» RECORDS SUPPLIED
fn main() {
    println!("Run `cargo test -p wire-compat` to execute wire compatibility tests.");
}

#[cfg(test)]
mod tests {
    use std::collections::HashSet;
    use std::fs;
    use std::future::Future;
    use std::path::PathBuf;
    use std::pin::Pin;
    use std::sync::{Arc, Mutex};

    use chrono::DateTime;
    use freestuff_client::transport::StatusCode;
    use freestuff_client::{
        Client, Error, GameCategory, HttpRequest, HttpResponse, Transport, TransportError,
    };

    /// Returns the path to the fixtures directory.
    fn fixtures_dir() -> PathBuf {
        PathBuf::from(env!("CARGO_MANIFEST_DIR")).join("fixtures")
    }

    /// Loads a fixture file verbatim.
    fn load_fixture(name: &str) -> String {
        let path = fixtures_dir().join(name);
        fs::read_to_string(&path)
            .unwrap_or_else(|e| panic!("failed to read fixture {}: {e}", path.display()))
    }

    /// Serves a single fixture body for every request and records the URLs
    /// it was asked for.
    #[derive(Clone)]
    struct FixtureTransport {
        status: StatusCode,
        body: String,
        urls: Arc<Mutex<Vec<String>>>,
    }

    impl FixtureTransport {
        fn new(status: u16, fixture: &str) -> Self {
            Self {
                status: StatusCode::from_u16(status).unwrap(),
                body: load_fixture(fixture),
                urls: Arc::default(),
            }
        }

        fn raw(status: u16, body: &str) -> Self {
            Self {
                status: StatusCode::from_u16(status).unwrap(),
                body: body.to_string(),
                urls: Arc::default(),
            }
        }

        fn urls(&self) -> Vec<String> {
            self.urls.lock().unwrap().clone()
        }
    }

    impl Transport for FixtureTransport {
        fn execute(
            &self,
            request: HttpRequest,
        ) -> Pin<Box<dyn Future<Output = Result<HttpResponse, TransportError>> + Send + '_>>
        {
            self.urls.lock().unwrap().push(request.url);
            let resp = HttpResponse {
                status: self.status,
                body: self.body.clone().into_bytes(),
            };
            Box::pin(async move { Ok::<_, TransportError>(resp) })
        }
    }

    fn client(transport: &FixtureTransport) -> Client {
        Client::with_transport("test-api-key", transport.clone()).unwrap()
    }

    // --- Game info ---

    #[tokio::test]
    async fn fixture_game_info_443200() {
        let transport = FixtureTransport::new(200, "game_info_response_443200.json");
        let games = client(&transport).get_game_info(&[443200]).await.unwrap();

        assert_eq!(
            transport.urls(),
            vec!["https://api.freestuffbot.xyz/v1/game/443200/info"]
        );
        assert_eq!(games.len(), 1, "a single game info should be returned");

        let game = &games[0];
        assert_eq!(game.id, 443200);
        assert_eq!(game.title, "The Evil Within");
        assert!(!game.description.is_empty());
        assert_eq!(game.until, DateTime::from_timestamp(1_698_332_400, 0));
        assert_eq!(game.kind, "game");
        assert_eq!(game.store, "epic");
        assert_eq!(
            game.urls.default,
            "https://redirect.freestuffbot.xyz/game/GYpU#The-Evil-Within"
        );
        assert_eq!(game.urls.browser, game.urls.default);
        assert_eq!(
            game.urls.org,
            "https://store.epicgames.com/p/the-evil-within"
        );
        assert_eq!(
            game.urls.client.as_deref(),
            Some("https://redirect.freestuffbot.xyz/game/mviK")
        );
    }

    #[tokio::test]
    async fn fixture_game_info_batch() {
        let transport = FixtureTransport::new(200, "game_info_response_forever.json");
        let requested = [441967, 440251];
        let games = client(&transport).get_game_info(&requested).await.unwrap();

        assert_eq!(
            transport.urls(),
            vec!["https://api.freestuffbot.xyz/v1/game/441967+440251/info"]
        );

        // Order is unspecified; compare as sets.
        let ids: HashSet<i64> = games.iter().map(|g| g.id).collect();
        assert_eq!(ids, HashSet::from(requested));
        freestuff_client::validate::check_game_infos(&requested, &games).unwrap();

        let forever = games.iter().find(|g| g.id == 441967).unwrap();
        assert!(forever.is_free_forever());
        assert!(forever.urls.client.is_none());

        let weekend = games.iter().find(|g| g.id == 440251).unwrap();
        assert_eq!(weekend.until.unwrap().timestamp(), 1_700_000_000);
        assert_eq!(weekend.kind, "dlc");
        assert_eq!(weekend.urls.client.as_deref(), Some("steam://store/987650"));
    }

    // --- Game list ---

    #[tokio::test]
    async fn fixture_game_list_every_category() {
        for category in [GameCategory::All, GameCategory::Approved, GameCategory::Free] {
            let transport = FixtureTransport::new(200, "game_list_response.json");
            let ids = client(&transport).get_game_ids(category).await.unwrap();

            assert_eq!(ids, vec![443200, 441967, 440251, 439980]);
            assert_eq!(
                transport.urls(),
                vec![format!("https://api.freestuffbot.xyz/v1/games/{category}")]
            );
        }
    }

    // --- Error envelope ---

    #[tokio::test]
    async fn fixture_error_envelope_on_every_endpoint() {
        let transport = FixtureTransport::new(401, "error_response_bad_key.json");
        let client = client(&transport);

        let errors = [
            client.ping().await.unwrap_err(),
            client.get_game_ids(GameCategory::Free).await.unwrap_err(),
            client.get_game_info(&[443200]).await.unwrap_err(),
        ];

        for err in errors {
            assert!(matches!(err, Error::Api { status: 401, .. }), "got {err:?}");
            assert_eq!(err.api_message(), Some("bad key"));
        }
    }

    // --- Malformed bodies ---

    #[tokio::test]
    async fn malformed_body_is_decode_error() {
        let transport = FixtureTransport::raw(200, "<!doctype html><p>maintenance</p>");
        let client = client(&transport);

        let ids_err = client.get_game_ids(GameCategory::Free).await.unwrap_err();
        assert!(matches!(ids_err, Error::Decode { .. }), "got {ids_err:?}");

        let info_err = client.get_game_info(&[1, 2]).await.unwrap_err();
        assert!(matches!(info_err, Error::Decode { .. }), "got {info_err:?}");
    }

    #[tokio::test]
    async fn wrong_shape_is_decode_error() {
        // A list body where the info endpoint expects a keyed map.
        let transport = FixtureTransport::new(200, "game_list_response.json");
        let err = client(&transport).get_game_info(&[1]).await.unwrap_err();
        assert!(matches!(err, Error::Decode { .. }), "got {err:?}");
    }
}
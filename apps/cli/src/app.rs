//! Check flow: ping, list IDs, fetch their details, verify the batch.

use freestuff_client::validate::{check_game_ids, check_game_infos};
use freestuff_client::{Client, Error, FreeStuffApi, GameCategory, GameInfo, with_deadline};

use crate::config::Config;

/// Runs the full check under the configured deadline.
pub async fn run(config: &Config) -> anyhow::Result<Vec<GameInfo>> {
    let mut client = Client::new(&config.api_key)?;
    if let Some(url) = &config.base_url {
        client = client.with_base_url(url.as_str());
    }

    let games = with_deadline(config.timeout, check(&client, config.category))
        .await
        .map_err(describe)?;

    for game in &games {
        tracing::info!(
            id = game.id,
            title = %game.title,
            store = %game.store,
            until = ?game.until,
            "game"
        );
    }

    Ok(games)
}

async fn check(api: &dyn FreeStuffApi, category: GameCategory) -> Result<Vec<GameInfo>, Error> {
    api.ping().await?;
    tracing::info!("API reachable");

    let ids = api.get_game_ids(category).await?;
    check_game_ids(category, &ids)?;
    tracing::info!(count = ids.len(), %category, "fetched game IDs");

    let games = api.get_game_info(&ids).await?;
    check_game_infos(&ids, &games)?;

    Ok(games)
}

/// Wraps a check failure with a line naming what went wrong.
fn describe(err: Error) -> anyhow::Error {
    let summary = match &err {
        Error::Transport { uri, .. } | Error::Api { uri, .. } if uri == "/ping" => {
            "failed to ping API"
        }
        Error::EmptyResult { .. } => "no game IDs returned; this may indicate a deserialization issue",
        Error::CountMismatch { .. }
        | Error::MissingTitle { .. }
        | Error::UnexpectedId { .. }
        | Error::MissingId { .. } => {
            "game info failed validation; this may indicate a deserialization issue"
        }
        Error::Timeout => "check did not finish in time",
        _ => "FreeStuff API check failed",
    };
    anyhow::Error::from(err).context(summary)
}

» TASK STATEMENT
Everything from the first line of the listing above through the line holding "#[derive(Clone)]" must be retyped exactly; nothing else belongs in the reply.

» RESULT
fn main() {
    println!("Run `cargo test -p wire-compat` to execute wire compatibility tests.");
}

#[cfg(test)]
mod tests {
    use std::collections::HashSet;
    use std::fs;
    use std::future::Future;
    use std::path::PathBuf;
    use std::pin::Pin;
    use std::sync::{Arc, Mutex};

    use chrono::DateTime;
    use freestuff_client::transport::StatusCode;
    use freestuff_client::{
        Client, Error, GameCategory, HttpRequest, HttpResponse, Transport, TransportError,
    };

    /// Returns the path to the fixtures directory.
    fn fixtures_dir() -> PathBuf {
        PathBuf::from(env!("CARGO_MANIFEST_DIR")).join("fixtures")
    }

    /// Loads a fixture file verbatim.
    fn load_fixture(name: &str) -> String {
        let path = fixtures_dir().join(name);
        fs::read_to_string(&path)
            .unwrap_or_else(|e| panic!("failed to read fixture {}: {e}", path.display()))
    }

    /// Serves a single fixture body for every request and records the URLs
    /// it was asked for.
    #[derive(Clone)]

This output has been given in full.